Update regarding COVID-19 cases and vaccine clinics from President Freeman
April 13, 2021
I want to make you aware of two COVID-19 developments so that you can take appropriate action to protect yourself and our community.
Increase in Cases of COVID-19
In the past week we’ve had nearly 40 new student cases. In many of these instances, students are not experiencing symptoms and might be unaware that they have been exposed and are able to spread the virus.
Here are some critical points to remember as you protect your health and the health of others.
- Continue to wear a mask, maintain physical distancing and avoid social gatherings that have not been approved by the university.
- If you are experiencing symptoms, please immediately self-isolate to not expose others. If you would like to seek care from a medical provider or be advised on where to take a COVID-19 PCR test, call the Northwestern Medicine Student Health Center at NIU at 815-306-2777.
- Please do not come to the Health Center or the NIU Surveillance Testing Site in the HSC if you have symptoms or do not have an appointment.
- If you test positive for COVID-19, have been exposed to or are experiencing symptoms of COVID-19, you must complete the NIU COVID-19 checklist at go.niu.edu/covid-checklist. Log in to the checklist using your NIU credentials. After completing the checklist, you will receive immediate guidance via email with important instructions.
- Participate in contact tracing. If you are positive or have been exposed, the DeKalb County Health Department will call you to identify who you might have come into contact with and provide you with next steps to help stop the spread of COVID.
Student Vaccination Clinics Canceled
Today, the Centers for Disease Control (CDC) and the Food and Drug Administration (FDA) paused the use of the Johnson & Johnson (Janssen) COVID-19 vaccine, which means the university must cancel our student vaccination clinics for Saturday (4/17) and next Tuesday (4/20). This is being done out of an abundance of caution. The DeKalb County Health Department has emailed information to all students who had appointments.
As of April 12, more than 6.8 million doses of the J&J vaccine have been administered in the U.S. CDC and FDA are reviewing data involving six reported U.S. cases of a rare and severe type of blood clot in individuals after receiving the J&J vaccine. According to the CDC, these adverse events appear to be extremely rare. People who have received the J&J vaccine who develop severe headache, abdominal pain, leg pain or shortness of breath within three weeks after vaccination should contact their health care providers.

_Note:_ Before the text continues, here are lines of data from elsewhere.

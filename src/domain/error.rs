use chrono::NaiveDateTime;
use chrono_tz::Tz;
use thiserror::Error;

use super::config::ConfigViolation;

/// Errors surfaced by [`adapt_to_target`](crate::engine::adapt_to_target).
///
/// All of them are raised synchronously at the point of detection; nothing is
/// retried or recovered internally, and there is no partial result.
#[derive(Debug, Clone, PartialEq, Eq, Error)]
pub enum AdaptError {
    /// The mapping configuration violates one or more invariants. Carries the
    /// full aggregated list, not just the first violation.
    #[error("mapping config is not self-consistent: {}", join_violations(.violations))]
    InconsistentConfig { violations: Vec<ConfigViolation> },

    /// A naive source value was given but the source assumption has no
    /// implicit timezone to interpret it in.
    #[error("source value is naive and the source assumption has no implicit_timezone")]
    MissingTimezone,

    /// A wall-clock time could not be localized even after shifting across a
    /// potential DST gap. Not reachable for ordinary IANA zones.
    #[error("local time {naive} cannot be resolved in {zone}")]
    UnresolvableLocalTime { naive: NaiveDateTime, zone: Tz },
}

fn join_violations(violations: &[ConfigViolation]) -> String {
    violations
        .iter()
        .map(ToString::to_string)
        .collect::<Vec<_>>()
        .join(", ")
}
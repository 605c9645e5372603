pub mod canonicalize;
pub mod denormalize;

use chrono::DateTime;
use chrono_tz::Tz;

use crate::domain::config::MappingConfig;
use crate::domain::error::AdaptError;
use crate::domain::value::SourceValue;

/// Hours between the calendar-day boundary and the start of a gas day on the
/// local clock.
const GASTAG_SHIFT_HOURS: i64 = 6;

/// Home zone of the Gastag convention; used for the gas-day shift when an
/// assumption has no implicit timezone of its own.
const GASTAG_HOME_ZONE: Tz = Tz::Europe__Berlin;

/// Map a source value to the representation the target system expects.
///
/// Validates the configuration first and reports every violation at once,
/// then converts via the canonical UTC pivot: source value to exclusive UTC
/// instant, exclusive UTC instant to target timezone, boundary convention,
/// and resolution.
pub fn adapt_to_target(
    value: impl Into<SourceValue>,
    config: &MappingConfig,
) -> Result<DateTime<Tz>, AdaptError> {
    let violations = config.get_consistency_errors();
    if !violations.is_empty() {
        return Err(AdaptError::InconsistentConfig { violations });
    }
    let canonical = canonicalize::to_canonical(value.into(), config)?;
    denormalize::from_canonical(canonical, config)
}
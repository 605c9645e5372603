pub mod tz;
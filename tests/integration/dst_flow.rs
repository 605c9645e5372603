use chrono::{NaiveDate, TimeZone, Utc};
use chrono_tz::Tz;
use chronoadapt::{ChronoAssumption, MappingConfig, Resolution, adapt_to_target};

fn transparent_target() -> ChronoAssumption {
    ChronoAssumption::new(Resolution::microseconds(1))
}

#[test]
fn spring_forward_gap_resolves_by_zone_rule() {
    // 02:30 does not exist in Berlin on 2023-03-26; the zone rule carries it
    // across the gap to 03:30 CEST.
    let config = MappingConfig {
        source: ChronoAssumption {
            implicit_timezone: Some(Tz::Europe__Berlin),
            ..ChronoAssumption::new(Resolution::seconds(1))
        },
        target: transparent_target(),
        is_gas: None,
    };
    let value = NaiveDate::from_ymd_opt(2023, 3, 26)
        .expect("valid date")
        .and_hms_opt(2, 30, 0)
        .expect("valid time");
    let adapted = adapt_to_target(value, &config).expect("adapts");
    assert_eq!(adapted, Utc.with_ymd_and_hms(2023, 3, 26, 1, 30, 0).unwrap());
}

#[test]
fn fall_back_ambiguity_resolves_to_the_earliest_instant() {
    let config = MappingConfig {
        source: ChronoAssumption {
            implicit_timezone: Some(Tz::Europe__Berlin),
            ..ChronoAssumption::new(Resolution::seconds(1))
        },
        target: transparent_target(),
        is_gas: None,
    };
    let value = NaiveDate::from_ymd_opt(2023, 10, 29)
        .expect("valid date")
        .and_hms_opt(2, 30, 0)
        .expect("valid time");
    let adapted = adapt_to_target(value, &config).expect("adapts");
    assert_eq!(
        adapted,
        Utc.with_ymd_and_hms(2023, 10, 29, 0, 30, 0).unwrap()
    );
}

#[test]
fn gas_day_shift_is_six_utc_hours_away_from_transitions() {
    let config = MappingConfig {
        source: ChronoAssumption {
            is_end: true,
            is_inclusive_end: Some(false),
            is_gastag_aware: true,
            ..ChronoAssumption::new(Resolution::days(1))
        },
        target: transparent_target(),
        is_gas: Some(true),
    };
    let value = Utc.with_ymd_and_hms(2021, 5, 31, 4, 0, 0).unwrap();
    let adapted = adapt_to_target(value, &config).expect("adapts");
    assert_eq!(adapted, Utc.with_ymd_and_hms(2021, 5, 30, 22, 0, 0).unwrap());
}

#[test]
fn gas_day_shift_shrinks_to_five_utc_hours_across_spring_forward() {
    // The shift is six hours on the Berlin clock; on 2023-03-26 those six
    // local hours span only five UTC hours.
    let config = MappingConfig {
        source: ChronoAssumption {
            is_end: true,
            is_inclusive_end: Some(false),
            is_gastag_aware: true,
            ..ChronoAssumption::new(Resolution::days(1))
        },
        target: transparent_target(),
        is_gas: Some(true),
    };
    let value = Utc.with_ymd_and_hms(2023, 3, 26, 4, 0, 0).unwrap();
    let adapted = adapt_to_target(value, &config).expect("adapts");
    assert_eq!(
        adapted,
        Utc.with_ymd_and_hms(2023, 3, 25, 23, 0, 0).unwrap()
    );
}

#[test]
fn inclusive_day_end_survives_the_23_hour_day() {
    // The interval ending at 2021-03-29T00:00 Berlin has the 23-hour DST day
    // 2021-03-28 as its last day; the inclusive end must name that day.
    let config = MappingConfig {
        source: ChronoAssumption {
            is_end: true,
            is_inclusive_end: Some(false),
            implicit_timezone: Some(Tz::Europe__Berlin),
            ..ChronoAssumption::new(Resolution::days(1))
        },
        target: ChronoAssumption {
            is_end: true,
            is_inclusive_end: Some(true),
            implicit_timezone: Some(Tz::Europe__Berlin),
            ..ChronoAssumption::new(Resolution::days(1))
        },
        is_gas: None,
    };
    let value = NaiveDate::from_ymd_opt(2021, 3, 29).expect("valid date");
    let adapted = adapt_to_target(value, &config).expect("adapts");
    assert_eq!(
        adapted,
        Tz::Europe__Berlin
            .with_ymd_and_hms(2021, 3, 28, 0, 0, 0)
            .single()
            .expect("unambiguous local time")
    );
}
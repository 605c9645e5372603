use chrono::{DateTime, FixedOffset, NaiveDate, NaiveDateTime, Utc};
use chrono_tz::Tz;

/// A date(time) value as produced by the source system.
///
/// Naive variants are interpreted via the source assumption's implicit
/// timezone; aware values keep the offset they carry. The `From` impls let
/// callers pass chrono values directly to
/// [`adapt_to_target`](crate::engine::adapt_to_target).
#[derive(Debug, Clone, Copy, PartialEq, Eq)]
pub enum SourceValue {
    /// A plain calendar date, covering the full day.
    Date(NaiveDate),
    /// A date-time without an offset.
    Naive(NaiveDateTime),
    /// A date-time carrying an explicit offset.
    Aware(DateTime<FixedOffset>),
}

impl From<NaiveDate> for SourceValue {
    fn from(date: NaiveDate) -> Self {
        Self::Date(date)
    }
}

impl From<NaiveDateTime> for SourceValue {
    fn from(naive: NaiveDateTime) -> Self {
        Self::Naive(naive)
    }
}

impl From<DateTime<FixedOffset>> for SourceValue {
    fn from(aware: DateTime<FixedOffset>) -> Self {
        Self::Aware(aware)
    }
}

impl From<DateTime<Utc>> for SourceValue {
    fn from(aware: DateTime<Utc>) -> Self {
        Self::Aware(aware.fixed_offset())
    }
}

impl From<DateTime<Tz>> for SourceValue {
    fn from(aware: DateTime<Tz>) -> Self {
        Self::Aware(aware.fixed_offset())
    }
}
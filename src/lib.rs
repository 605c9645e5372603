//! Adapt date(time) values between systems that disagree about how such
//! values are meant to be read.
//!
//! Two systems exchanging the same field often make different assumptions
//! about it: whether a value is timezone-aware or carries an implicit zone,
//! its resolution (day, second, millisecond, microsecond), whether an
//! interval end is inclusive or exclusive, and whether the energy-trading
//! gas-day convention (days running 06:00 to 06:00 local time) applies.
//! [`adapt_to_target`] converts one value per call through an unambiguous
//! pivot: an exclusive-boundary, timezone-aware UTC instant.
//!
//! Assumptions are declared per side with [`ChronoAssumption`] and paired in
//! a [`MappingConfig`]. Validation is a pure query, performed by the entry
//! point rather than at construction, so deliberately invalid configurations
//! can be built and inspected.
//!
//! ```
//! use chrono::NaiveDate;
//! use chrono_tz::Tz;
//! use chronoadapt::{ChronoAssumption, MappingConfig, Resolution, adapt_to_target};
//!
//! // An inclusive end date in a gas-unaware daily system, mapped into a
//! // gastag-aware system with millisecond resolution.
//! let config = MappingConfig {
//!     source: ChronoAssumption {
//!         is_end: true,
//!         is_inclusive_end: Some(true),
//!         implicit_timezone: Some(Tz::Europe__Berlin),
//!         ..ChronoAssumption::new(Resolution::days(1))
//!     },
//!     target: ChronoAssumption {
//!         is_end: true,
//!         is_inclusive_end: Some(true),
//!         is_gastag_aware: true,
//!         ..ChronoAssumption::new(Resolution::milliseconds(1))
//!     },
//!     is_gas: Some(true),
//! };
//! let end_of_year = NaiveDate::from_ymd_opt(2021, 12, 31).unwrap();
//! let adapted = adapt_to_target(end_of_year, &config)?;
//! assert_eq!(adapted.to_rfc3339(), "2022-01-01T04:59:59.999+00:00");
//! # Ok::<(), chronoadapt::AdaptError>(())
//! ```

pub mod domain;
pub mod engine;
pub mod util;

pub use domain::assumption::{AssumptionViolation, ChronoAssumption, Resolution, TimeUnit};
pub use domain::config::{ConfigViolation, MappingConfig};
pub use domain::error::AdaptError;
pub use domain::value::SourceValue;
pub use engine::adapt_to_target;
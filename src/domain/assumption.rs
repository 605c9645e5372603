use chrono::TimeDelta;
use chrono_tz::Tz;
use serde::{Deserialize, Serialize};
use thiserror::Error;

/// Unit of a [`Resolution`].
#[derive(Debug, Clone, Copy, PartialEq, Eq, Serialize, Deserialize)]
#[serde(rename_all = "snake_case")]
pub enum TimeUnit {
    Days,
    Hours,
    Minutes,
    Seconds,
    Milliseconds,
    Microseconds,
}

impl TimeUnit {
    fn delta(self, amount: i64) -> TimeDelta {
        match self {
            Self::Days => TimeDelta::days(amount),
            Self::Hours => TimeDelta::hours(amount),
            Self::Minutes => TimeDelta::minutes(amount),
            Self::Seconds => TimeDelta::seconds(amount),
            Self::Milliseconds => TimeDelta::milliseconds(amount),
            Self::Microseconds => TimeDelta::microseconds(amount),
        }
    }
}

/// The smallest time increment a system can represent, e.g. one day or one
/// millisecond.
///
/// Used both to truncate values for the target system and to compute the
/// one-unit step between inclusive and exclusive interval ends.
#[derive(Debug, Clone, Copy, PartialEq, Eq, Serialize, Deserialize)]
#[serde(deny_unknown_fields)]
pub struct Resolution {
    pub amount: i64,
    pub unit: TimeUnit,
}

impl Resolution {
    pub fn days(amount: i64) -> Self {
        Self {
            amount,
            unit: TimeUnit::Days,
        }
    }

    pub fn hours(amount: i64) -> Self {
        Self {
            amount,
            unit: TimeUnit::Hours,
        }
    }

    pub fn minutes(amount: i64) -> Self {
        Self {
            amount,
            unit: TimeUnit::Minutes,
        }
    }

    pub fn seconds(amount: i64) -> Self {
        Self {
            amount,
            unit: TimeUnit::Seconds,
        }
    }

    pub fn milliseconds(amount: i64) -> Self {
        Self {
            amount,
            unit: TimeUnit::Milliseconds,
        }
    }

    pub fn microseconds(amount: i64) -> Self {
        Self {
            amount,
            unit: TimeUnit::Microseconds,
        }
    }

    /// One resolution step as a chrono duration.
    pub fn to_delta(self) -> TimeDelta {
        self.unit.delta(self.amount)
    }
}

/// How one system interprets a date(time) field: its resolution, boundary
/// semantics, implicit timezone, and gas-day awareness.
///
/// Construction never validates; call [`get_consistency_errors`] or
/// [`is_self_consistent`] before using an assumption in a mapping.
///
/// [`get_consistency_errors`]: ChronoAssumption::get_consistency_errors
/// [`is_self_consistent`]: ChronoAssumption::is_self_consistent
#[derive(Debug, Clone, Copy, PartialEq, Eq, Serialize, Deserialize)]
#[serde(deny_unknown_fields)]
pub struct ChronoAssumption {
    pub resolution: Resolution,

    /// Whether the value denotes the end of an interval rather than a point
    /// or interval start.
    #[serde(default)]
    pub is_end: bool,

    /// Whether the end boundary is part of the interval. Only meaningful when
    /// `is_end` is true; leaving it unset for an end is a consistency error,
    /// not a default.
    #[serde(default)]
    pub is_inclusive_end: Option<bool>,

    /// Timezone to assume for values that carry no explicit offset. When
    /// absent, naive values are rejected.
    #[serde(default)]
    pub implicit_timezone: Option<Tz>,

    /// Whether this system's day boundaries follow the gas-day convention
    /// (days start at 06:00 local time instead of midnight).
    #[serde(default)]
    pub is_gastag_aware: bool,
}

impl ChronoAssumption {
    /// A point-in-time assumption with the given resolution and all flags
    /// off; adjust fields via struct update syntax.
    pub fn new(resolution: Resolution) -> Self {
        Self {
            resolution,
            is_end: false,
            is_inclusive_end: None,
            implicit_timezone: None,
            is_gastag_aware: false,
        }
    }

    /// Collect every invariant violation, in declaration order.
    pub fn get_consistency_errors(&self) -> Vec<AssumptionViolation> {
        let mut violations = Vec::new();
        if self.is_inclusive_end.is_some() && !self.is_end {
            violations.push(AssumptionViolation::InclusiveEndWithoutEnd);
        }
        if self.is_end && self.is_inclusive_end.is_none() {
            violations.push(AssumptionViolation::UnspecifiedEndInclusivity);
        }
        if self.resolution.amount <= 0 {
            violations.push(AssumptionViolation::NonPositiveResolution);
        }
        violations
    }

    pub fn is_self_consistent(&self) -> bool {
        self.get_consistency_errors().is_empty()
    }
}

/// Violation of a [`ChronoAssumption`] invariant.
#[derive(Debug, Clone, Copy, PartialEq, Eq, Error)]
pub enum AssumptionViolation {
    /// `is_inclusive_end` only makes sense for interval ends.
    #[error("is_inclusive_end is set although is_end is false")]
    InclusiveEndWithoutEnd,

    /// End inclusivity must be stated explicitly for interval ends.
    #[error("is_end is true but is_inclusive_end is not set")]
    UnspecifiedEndInclusivity,

    /// A zero or negative resolution cannot express a one-unit step.
    #[error("resolution must be a positive duration")]
    NonPositiveResolution,
}
pub mod assumption;
pub mod config;
pub mod error;
pub mod value;
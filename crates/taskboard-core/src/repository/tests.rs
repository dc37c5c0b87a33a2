//! Repository Integration Tests
//!
//! Tests for LocalTaskRepository over memory and file key/value stores.

#[cfg(test)]
mod tests {
    use futures::StreamExt;

    use crate::domain::{Entity, Task, TaskId};
    use crate::repository::{
        FileKeyValueStore, KeyValueStore, LocalTaskRepository, MemoryKeyValueStore, Repository,
        RepositoryError, DEFAULT_STORAGE_KEY,
    };
    use crate::sync::{ChangeFeed, ChangeKind, LocalChangeFeed};

    fn setup_memory_repo() -> LocalTaskRepository<MemoryKeyValueStore> {
        LocalTaskRepository::new(MemoryKeyValueStore::new())
    }

    #[tokio::test]
    async fn test_save_then_get_roundtrip() {
        let repo = setup_memory_repo();
        let task = Task::new("Buy milk", Some("2 litres".to_string())).complete();

        repo.save(&task).await.expect("Failed to save");

        let found = repo.get(task.id()).await.expect("Get failed");
        assert_eq!(found, Some(task));
    }

    #[tokio::test]
    async fn test_file_roundtrip_survives_reopen() {
        let dir = tempfile::tempdir().unwrap();
        let task = Task::new("Persisted", None);

        LocalTaskRepository::new(FileKeyValueStore::new(dir.path()))
            .save(&task)
            .await
            .unwrap();

        let reopened = LocalTaskRepository::new(FileKeyValueStore::new(dir.path()));
        let all = reopened.get_all().await.unwrap();
        assert_eq!(all, vec![task]);
    }

    #[tokio::test]
    async fn test_get_missing_is_none() {
        let repo = setup_memory_repo();
        let found = repo.get(&TaskId::from("nope")).await.unwrap();
        assert!(found.is_none());
    }

    #[tokio::test]
    async fn test_save_is_upsert() {
        let repo = setup_memory_repo();
        let task = Task::new("Original", None);
        repo.save(&task).await.unwrap();

        let edited = task.clone().with_title("Updated");
        repo.save(&edited).await.unwrap();
        repo.save(&edited).await.unwrap();

        let all = repo.get_all().await.unwrap();
        assert_eq!(all.len(), 1);
        assert_eq!(all[0].title, "Updated");
    }

    #[tokio::test]
    async fn test_get_all_keeps_insertion_order() {
        let repo = setup_memory_repo();
        let first = Task::new("first", None);
        let second = Task::new("second", None);
        let third = Task::new("third", None);
        for task in [&first, &second, &third] {
            repo.save(task).await.unwrap();
        }
        // Replacing keeps the original slot
        repo.save(&second.complete()).await.unwrap();

        let titles: Vec<_> = repo
            .get_all()
            .await
            .unwrap()
            .into_iter()
            .map(|t| t.title)
            .collect();
        assert_eq!(titles, ["first", "second", "third"]);
    }

    #[tokio::test]
    async fn test_delete_is_idempotent() {
        let repo = setup_memory_repo();
        let keep = Task::new("keep", None);
        let gone = Task::new("gone", None);
        repo.save(&keep).await.unwrap();
        repo.save(&gone).await.unwrap();

        repo.delete(gone.id()).await.expect("Delete failed");
        repo.delete(gone.id()).await.expect("Second delete failed");

        let all = repo.get_all().await.unwrap();
        assert_eq!(all, vec![keep]);
    }

    #[tokio::test]
    async fn test_clear_all_empties_store() {
        let repo = setup_memory_repo();
        repo.save(&Task::new("a", None)).await.unwrap();
        repo.save(&Task::new("b", None)).await.unwrap();

        repo.clear_all().await.unwrap();
        assert!(repo.get_all().await.unwrap().is_empty());

        // Clearing an empty store is fine too
        repo.clear_all().await.unwrap();
    }

    #[tokio::test]
    async fn test_custom_key() {
        let store = MemoryKeyValueStore::new();
        let repo = LocalTaskRepository::new(store).with_key("other.tasks");
        repo.save(&Task::new("a", None)).await.unwrap();
        assert_eq!(repo.get_all().await.unwrap().len(), 1);
    }

    #[tokio::test]
    async fn test_quota_rejects_write_and_keeps_blob() {
        let dir = tempfile::tempdir().unwrap();
        let repo = LocalTaskRepository::new(FileKeyValueStore::new(dir.path())).with_quota(400);

        let small = Task::new("small", None);
        repo.save(&small).await.unwrap();

        let big = Task::new("big", Some("x".repeat(500)));
        let err = repo.save(&big).await.unwrap_err();
        assert!(matches!(err, RepositoryError::QuotaExceeded { quota: 400, .. }));

        assert_eq!(repo.get_all().await.unwrap(), vec![small]);
    }

    #[tokio::test]
    async fn test_corrupt_blob_is_an_error() {
        let store = MemoryKeyValueStore::new();
        store.set_item(DEFAULT_STORAGE_KEY, "{not json").unwrap();
        let repo = LocalTaskRepository::new(store);

        assert!(matches!(
            repo.get_all().await,
            Err(RepositoryError::Serialization(_))
        ));
    }

    #[tokio::test]
    async fn test_writes_publish_changes() {
        let feed = LocalChangeFeed::new();
        let changes = feed.subscribe().await.unwrap();
        let repo = setup_memory_repo().with_change_feed(feed);

        let task = Task::new("watched", None);
        repo.save(&task).await.unwrap();
        repo.save(&task.complete()).await.unwrap();
        repo.delete(&TaskId::from("absent")).await.unwrap();
        repo.delete(task.id()).await.unwrap();
        repo.clear_all().await.unwrap();

        let kinds: Vec<_> = changes.take(4).map(|e| e.kind).collect().await;
        assert_eq!(
            kinds,
            [
                ChangeKind::Insert,
                ChangeKind::Update,
                ChangeKind::Delete,
                ChangeKind::Delete
            ]
        );
    }
}
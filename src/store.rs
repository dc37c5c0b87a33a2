//! Application State Store
//!
//! Holds the task list presentation code renders, plus loading and error
//! flags. Every user action goes through the service; failures land in
//! `AppState::error` and never propagate further.
//!
//! Snapshot ordering: a full list is stamped with the instant its read was
//! issued, an optimistic patch with the instant its write returned. A full
//! list replaces the current one only when its stamp is strictly newer than
//! the last applied change, so a read that may predate a patched write
//! cannot undo the patch. Patches always apply.

use std::future::Future;
use std::sync::Arc;
use std::time::Instant;

use parking_lot::Mutex;
use taskboard_core::{
    ChangeFeed, Entity, ServiceResult, Subscription, Task, TaskId, TaskService, TaskSnapshot,
};
use tokio::sync::watch;
use tracing::{debug, info, warn};

/// What presentation code renders
#[derive(Debug, Clone, Default, PartialEq)]
pub struct AppState {
    /// Current task list
    pub tasks: Vec<Task>,
    /// At least one action is in flight
    pub is_loading: bool,
    /// Message of the last failed action, cleared when the next one starts
    pub error: Option<String>,
    pending: usize,
    stamp: Option<Instant>,
}

impl AppState {
    pub fn task(&self, id: &TaskId) -> Option<&Task> {
        self.tasks.iter().find(|t| t.id() == id)
    }
}

type StateSender = Arc<watch::Sender<AppState>>;

struct Inner {
    service: TaskService,
    feed: Option<Arc<dyn ChangeFeed>>,
    state: StateSender,
    subscription: Mutex<Option<Subscription>>,
}

/// Handle to the application state; clones share the same state
#[derive(Clone)]
pub struct AppStore {
    inner: Arc<Inner>,
}

impl AppStore {
    pub fn new(service: TaskService) -> Self {
        Self::build(service, None)
    }

    /// Store that keeps itself current from `feed` once mounted
    pub fn with_change_feed(service: TaskService, feed: Arc<dyn ChangeFeed>) -> Self {
        Self::build(service, Some(feed))
    }

    fn build(service: TaskService, feed: Option<Arc<dyn ChangeFeed>>) -> Self {
        let (state, _) = watch::channel(AppState::default());
        Self {
            inner: Arc::new(Inner {
                service,
                feed,
                state: Arc::new(state),
                subscription: Mutex::new(None),
            }),
        }
    }

    /// Current state
    pub fn state(&self) -> AppState {
        self.inner.state.borrow().clone()
    }

    /// Receiver woken on every state change
    pub fn watch(&self) -> watch::Receiver<AppState> {
        self.inner.state.subscribe()
    }

    pub fn is_subscribed(&self) -> bool {
        self.inner
            .subscription
            .lock()
            .as_ref()
            .is_some_and(Subscription::is_active)
    }

    /// Load the task list and start live updates when a feed is configured
    pub async fn mount(&self) {
        self.fetch_tasks().await;
        if let Some(feed) = self.inner.feed.clone() {
            self.subscribe(feed.as_ref()).await;
        }
    }

    /// Stop live updates
    pub fn teardown(&self) {
        if let Some(subscription) = self.inner.subscription.lock().take() {
            subscription.cancel();
            debug!("Live updates stopped");
        }
    }

    async fn subscribe(&self, feed: &dyn ChangeFeed) {
        let state = Arc::clone(&self.inner.state);
        let result = self
            .inner
            .service
            .subscribe_changes(feed, move |snapshot| {
                apply_snapshot(&state, snapshot);
            })
            .await;

        match result {
            Ok(subscription) => {
                if let Some(previous) = self.inner.subscription.lock().replace(subscription) {
                    previous.cancel();
                }
                info!("Live updates started");
            }
            // Best effort: the list still works, it just will not follow other clients
            Err(e) => warn!(error = %e, "Live updates unavailable"),
        }
    }

    /// Re-read the whole list
    pub async fn fetch_tasks(&self) {
        self.track(self.refresh()).await;
    }

    /// Create a task, then re-read the list. Blank titles are rejected here
    /// and never reach the service.
    pub async fn add_task(&self, title: &str, description: Option<&str>) {
        let title = match Task::validate_title(title) {
            Ok(title) => title.to_string(),
            Err(e) => {
                self.inner.state.send_modify(|s| s.error = Some(e.to_string()));
                return;
            }
        };
        let description = description.map(str::to_string);

        self.track(async {
            self.inner.service.add_task(title, description).await?;
            self.refresh().await
        })
        .await;
    }

    /// Complete a task and patch it in place
    pub async fn complete_task(&self, id: &TaskId) {
        self.track(async {
            if let Some(updated) = self.inner.service.complete_task(id).await? {
                let stamp = Instant::now();
                apply_patch(&self.inner.state, stamp, |tasks| {
                    store_update_task(tasks, updated)
                });
            }
            Ok(())
        })
        .await;
    }

    /// Delete a task and drop it from the list
    pub async fn delete_task(&self, id: &TaskId) {
        self.track(async {
            self.inner.service.delete_task(id).await?;
            let stamp = Instant::now();
            apply_patch(&self.inner.state, stamp, |tasks| store_remove_task(tasks, id));
            Ok(())
        })
        .await;
    }

    /// Replace a task, then re-read the list
    pub async fn edit_task(&self, task: Task) {
        self.track(async {
            self.inner.service.edit_task(&task).await?;
            self.refresh().await
        })
        .await;
    }

    /// Remove every task
    pub async fn reset_tasks(&self) {
        self.track(async {
            self.inner.service.reset_tasks().await?;
            let stamp = Instant::now();
            apply_patch(&self.inner.state, stamp, Vec::clear);
            Ok(())
        })
        .await;
    }

    async fn refresh(&self) -> ServiceResult<()> {
        let snapshot = self.inner.service.snapshot().await?;
        apply_snapshot(&self.inner.state, snapshot);
        Ok(())
    }

    /// Run one action under the loading / error protocol
    async fn track<F>(&self, action: F)
    where
        F: Future<Output = ServiceResult<()>>,
    {
        self.inner.state.send_modify(|s| {
            s.pending += 1;
            s.is_loading = true;
            s.error = None;
        });

        let failure = action.await.err().map(|e| e.to_string());

        self.inner.state.send_modify(|s| {
            s.pending = s.pending.saturating_sub(1);
            s.is_loading = s.pending > 0;
            if failure.is_some() {
                s.error = failure;
            }
        });
    }
}

// ========================
// Store Helper Functions
// ========================

/// Replace the task list unless a newer change was already applied
fn apply_snapshot(state: &watch::Sender<AppState>, snapshot: TaskSnapshot) -> bool {
    state.send_if_modified(|s| {
        if s.stamp.is_some_and(|last| snapshot.requested_at <= last) {
            debug!("Discarding stale task snapshot");
            return false;
        }
        s.tasks = snapshot.tasks;
        s.stamp = Some(snapshot.requested_at);
        true
    })
}

/// Edit the task list in place
fn apply_patch(state: &watch::Sender<AppState>, stamp: Instant, patch: impl FnOnce(&mut Vec<Task>)) {
    state.send_modify(|s| {
        patch(&mut s.tasks);
        s.stamp = Some(s.stamp.map_or(stamp, |last| last.max(stamp)));
    });
}

/// Update a task in the list by ID
fn store_update_task(tasks: &mut [Task], updated: Task) {
    if let Some(task) = tasks.iter_mut().find(|t| t.id() == updated.id()) {
        *task = updated;
    }
}

/// Remove a task from the list by ID
fn store_remove_task(tasks: &mut Vec<Task>, id: &TaskId) {
    tasks.retain(|t| t.id() != id);
}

The CDC and FDA are executing their vaccine safety surveillance responsibility, and it should inspire confidence versus fear. I encourage all Huskies to still pursue vaccination. The other two COVID-19 vaccines, Moderna and Pfizer, each requiring two separate doses, remain available and have not had any concerning side effects reported. The State of Illinois Department of Public Health offers a tool that allows you to simply enter your ZIP code or the name of your city to find the locations nearest you. If you live or work in DeKalb County, please sign up for clinic notifications on the DeKalb County Health Department website and regularly check its vaccine appointment scheduling page.
End of Semester
There are two more weeks left to the semester, and we need all Huskies to take seriously their roles in protecting others, especially as students will be returning to their home communities shortly. COVID fatigue is real and understandable, but your actions have the ability to impact lives. Thank you for your cooperation and care.